Poisons killed beloved owls in Tampa Bay. Can their defenders save others?
The birds died one by one in a local park. Admirers blame rat poison. Now they’re trying to get chemicals off the street.

SAFETY HARBOR — Mark Schocken took thousands of pictures of the great horned owls in Philippe Park, but he didn’t often capture them eating.

Then one clear afternoon, binoculars slung over his shoulder and camera in hand, he watched the mother bird plop a rat in front of her baby. The light was perfect, the owls positioned just right.

Click.

It was March 2, 4:25 p.m.

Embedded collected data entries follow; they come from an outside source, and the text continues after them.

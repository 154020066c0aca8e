//! Event-driven receive path: a reader thread feeding the single-slot
//! mailbox.
//!
//! The reader vacuums datagrams off a cloned socket with a short read
//! timeout so it can observe shutdown; each datagram is offered to the
//! mailbox and silently dropped when the consuming side has no receive
//! request registered. Sends go straight out the socket from the calling
//! context.

use std::io;
use std::net::{SocketAddr, UdpSocket};
use std::sync::Arc;
use std::sync::atomic::{AtomicBool, Ordering};
use std::thread::JoinHandle;
use std::time::Duration;

use tracing::{debug, warn};

use crate::codec::MAX_FRAME;
use crate::mailbox::Mailbox;
use crate::transport::{Transport, bind_udp};

/// Reader poll interval; bounds shutdown latency.
const READER_TIMEOUT: Duration = Duration::from_millis(100);

pub struct ThreadedUdpTransport {
    socket: UdpSocket,
    mailbox: Arc<Mailbox>,
    stop: Arc<AtomicBool>,
    reader: Option<JoinHandle<()>>,
}

impl ThreadedUdpTransport {
    /// Open the transport on `local_port` and start the reader thread.
    pub fn open(local_port: u16) -> io::Result<Self> {
        let socket = bind_udp(local_port)?;
        let reader_socket = socket.try_clone()?;
        reader_socket.set_read_timeout(Some(READER_TIMEOUT))?;

        let mailbox = Arc::new(Mailbox::new(MAX_FRAME));
        let stop = Arc::new(AtomicBool::new(false));

        let reader_mailbox = mailbox.clone();
        let reader_stop = stop.clone();
        let reader = std::thread::spawn(move || {
            let mut buf = [0u8; MAX_FRAME];
            loop {
                if reader_stop.load(Ordering::Relaxed) {
                    return;
                }
                match reader_socket.recv_from(&mut buf) {
                    Ok((len, _src)) => {
                        reader_mailbox.deliver(&buf[..len]);
                    }
                    Err(ref e)
                        if e.kind() == io::ErrorKind::WouldBlock
                            || e.kind() == io::ErrorKind::TimedOut =>
                    {
                        continue;
                    }
                    Err(e) => {
                        warn!("reader thread receive error: {}", e);
                        return;
                    }
                }
            }
        });

        debug!(local = %socket.local_addr()?, "threaded udp transport open");
        Ok(Self {
            socket,
            mailbox,
            stop,
            reader: Some(reader),
        })
    }

    pub fn local_addr(&self) -> io::Result<SocketAddr> {
        self.socket.local_addr()
    }

    /// Datagrams the mailbox discarded for lack of a registered request.
    pub fn dropped(&self) -> u64 {
        self.mailbox.dropped()
    }
}

impl Transport for ThreadedUdpTransport {
    fn send(&mut self, dest: SocketAddr, frame: &[u8]) -> io::Result<()> {
        self.socket.send_to(frame, dest).map(|_| ())
    }

    fn receive(&mut self, buf: &mut [u8], timeout: Duration) -> io::Result<usize> {
        Ok(self.mailbox.receive(buf, timeout))
    }
}

impl Drop for ThreadedUdpTransport {
    fn drop(&mut self) {
        self.stop.store(true, Ordering::Relaxed);
        if let Some(handle) = self.reader.take() {
            let _ = handle.join();
        }
    }
}

#[cfg(test)]
mod tests {
    use super::*;

    #[test]
    fn receives_through_mailbox() {
        let mut t = ThreadedUdpTransport::open(0).unwrap();
        let dest = t.local_addr().unwrap();
        let peer = UdpSocket::bind("127.0.0.1:0").unwrap();

        // Register the receive request first, then send from a helper thread
        // so the reader has a waiting consumer.
        let handle = std::thread::spawn(move || {
            std::thread::sleep(Duration::from_millis(50));
            peer.send_to(b"via mailbox", ("127.0.0.1", dest.port()))
                .unwrap();
        });

        let mut buf = [0u8; MAX_FRAME];
        let n = t.receive(&mut buf, Duration::from_secs(2)).unwrap();
        handle.join().unwrap();
        assert_eq!(&buf[..n], b"via mailbox");
    }

    #[test]
    fn unrequested_datagram_is_dropped() {
        let t = ThreadedUdpTransport::open(0).unwrap();
        let dest = t.local_addr().unwrap();
        let peer = UdpSocket::bind("127.0.0.1:0").unwrap();
        peer.send_to(b"orphan", ("127.0.0.1", dest.port())).unwrap();

        // Give the reader time to pull it off the socket with nobody waiting.
        std::thread::sleep(Duration::from_millis(300));
        assert_eq!(t.dropped(), 1);
    }
}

Only days before the first death.

Schocken and his wife, Linda, spent many winter hours in the park, a sliver of oaks dripping with Spanish moss at the edge of Tampa Bay. They were part of a collective of photographers who surrounded the “Owl Tree,” a knobby clutch of branches next to a parking lot where the birds nested.

Admirers knew the owls like celebrities, learning their patterns — how they were most active around dawn and dusk, how the mother clacked her beak at squirrels that scurried too close, how their deep calls pulsed through the park’s canopy. Some gave them names, Oliver and Emily, this year with three babies: Huey, Louie and Daisy (née Dewey, before they figured out the owl was female).

Schocken, semi-retired at 74, felt a mysticism in their presence. He liked when the father owl turned searchlight yellow eyes onto him.

On this afternoon, not long before spring, he lingered under a branch where Emily sat with two owlets. He watched Huey touch the rat’s limp back. The mother gazed at her fuzzy-headed baby.

Suddenly, Emily snatched the rat in her talons and flew away. Schocken can’t be sure whether she returned to finish the meal. But he knows what happened next.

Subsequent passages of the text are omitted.